Work order
Retype precisely the section of the data that starts at the line containing "#[derive(Debug, Clone, Default, PartialEq, Serialize)]" and runs to its final line, ends included.

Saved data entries
══════════
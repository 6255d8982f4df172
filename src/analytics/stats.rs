//! Aggregated read-back of persisted analytics.

use std::collections::BTreeMap;

use async_trait::async_trait;
use chrono::{DateTime, TimeZone, Utc};
use serde::Serialize;

use super::SinkError;

/// Key reported for events with an empty dimension value.
const OTHER: &str = "Other";

/// Inclusive time range, whole seconds.
#[derive(Debug, Clone, Copy, PartialEq, Eq)]
pub struct StatsWindow {
    pub start: DateTime<Utc>,
    pub end: DateTime<Utc>,
}

impl StatsWindow {
    /// `None` for negative or reversed bounds.
    pub fn from_unix(start: i64, end: i64) -> Option<Self> {
        if start < 0 || end < start {
            return None;
        }
        Some(Self {
            start: Utc.timestamp_opt(start, 0).single()?,
            end: Utc.timestamp_opt(end, 0).single()?,
        })
    }

    /// Covers the whole final second.
    pub fn contains(&self, at: DateTime<Utc>) -> bool {
        at >= self.start && at.timestamp() <= self.end.timestamp()
    }

    pub fn start_ms(&self) -> i64 {
        self.start.timestamp_millis()
    }

    pub fn end_ms(&self) -> i64 {
        self.end.timestamp_millis() + 999
    }
}

#[derive(Debug, Clone, PartialEq, Serialize)]
pub struct StatCount {
    pub stat_key: String,
    pub stat_count: u64,
}

#[derive(Debug, Clone, PartialEq, Serialize)]
pub struct StatAverage {
    pub stat_key: String,
    pub stat_count: f64,
}

/// Counts per dimension plus mean processing time (ms) per status.
#[derive(Debug, Clone, Default, PartialEq, Serialize)]
pub struct AnalyticsStats {
    pub path: Vec<StatCount>,
    pub status: Vec<StatCount>,
    pub label: Vec<StatCount>,
    pub time: Vec<StatAverage>,
}

#[derive(Debug, Default)]
pub struct StatsAccumulator {
    path: BTreeMap<String, u64>,
    status: BTreeMap<u16, u64>,
    label: BTreeMap<String, u64>,
    time: BTreeMap<u16, (u64, u64)>,
}

impl StatsAccumulator {
    pub fn add(&mut self, path: &str, status: u16, label: &str, processing_time_ms: u64) {
        *self.path.entry(or_other(path)).or_default() += 1;
        *self.status.entry(status).or_default() += 1;
        *self.label.entry(or_other(label)).or_default() += 1;
        let (sum, n) = self.time.entry(status).or_default();
        *sum += processing_time_ms;
        *n += 1;
    }

    pub fn finish(self) -> AnalyticsStats {
        let counts = |m: BTreeMap<String, u64>| {
            m.into_iter()
                .map(|(stat_key, stat_count)| StatCount {
                    stat_key,
                    stat_count,
                })
                .collect()
        };
        AnalyticsStats {
            path: counts(self.path),
            status: counts(
                self.status
                    .into_iter()
                    .map(|(s, c)| (s.to_string(), c))
                    .collect(),
            ),
            label: counts(self.label),
            time: self
                .time
                .into_iter()
                .map(|(status, (sum, n))| StatAverage {
                    stat_key: status.to_string(),
                    stat_count: sum as f64 / n as f64,
                })
                .collect(),
        }
    }
}

fn or_other(value: &str) -> String {
    match value.trim() {
        "" => OTHER.to_string(),
        v => v.to_string(),
    }
}

/// Reads persisted events back as aggregates.
#[async_trait]
pub trait AnalyticsReader: Send + Sync {
    async fn stats(&self, window: StatsWindow) -> Result<AnalyticsStats, SinkError>;
}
══════════
Result for this task
#[derive(Debug, Clone, Default, PartialEq, Serialize)]
pub struct AnalyticsStats {
    pub path: Vec<StatCount>,
    pub status: Vec<StatCount>,
    pub label: Vec<StatCount>,
    pub time: Vec<StatAverage>,
}

#[derive(Debug, Default)]
pub struct StatsAccumulator {
    path: BTreeMap<String, u64>,
    status: BTreeMap<u16, u64>,
    label: BTreeMap<String, u64>,
    time: BTreeMap<u16, (u64, u64)>,
}

impl StatsAccumulator {
    pub fn add(&mut self, path: &str, status: u16, label: &str, processing_time_ms: u64) {
        *self.path.entry(or_other(path)).or_default() += 1;
        *self.status.entry(status).or_default() += 1;
        *self.label.entry(or_other(label)).or_default() += 1;
        let (sum, n) = self.time.entry(status).or_default();
        *sum += processing_time_ms;
        *n += 1;
    }

    pub fn finish(self) -> AnalyticsStats {
        let counts = |m: BTreeMap<String, u64>| {
            m.into_iter()
                .map(|(stat_key, stat_count)| StatCount {
                    stat_key,
                    stat_count,
                })
                .collect()
        };
        AnalyticsStats {
            path: counts(self.path),
            status: counts(
                self.status
                    .into_iter()
                    .map(|(s, c)| (s.to_string(), c))
                    .collect(),
            ),
            label: counts(self.label),
            time: self
                .time
                .into_iter()
                .map(|(status, (sum, n))| StatAverage {
                    stat_key: status.to_string(),
                    stat_count: sum as f64 / n as f64,
                })
                .collect(),
        }
    }
}

fn or_other(value: &str) -> String {
    match value.trim() {
        "" => OTHER.to_string(),
        v => v.to_string(),
    }
}

/// Reads persisted events back as aggregates.
#[async_trait]
pub trait AnalyticsReader: Send + Sync {
    async fn stats(&self, window: StatsWindow) -> Result<AnalyticsStats, SinkError>;
}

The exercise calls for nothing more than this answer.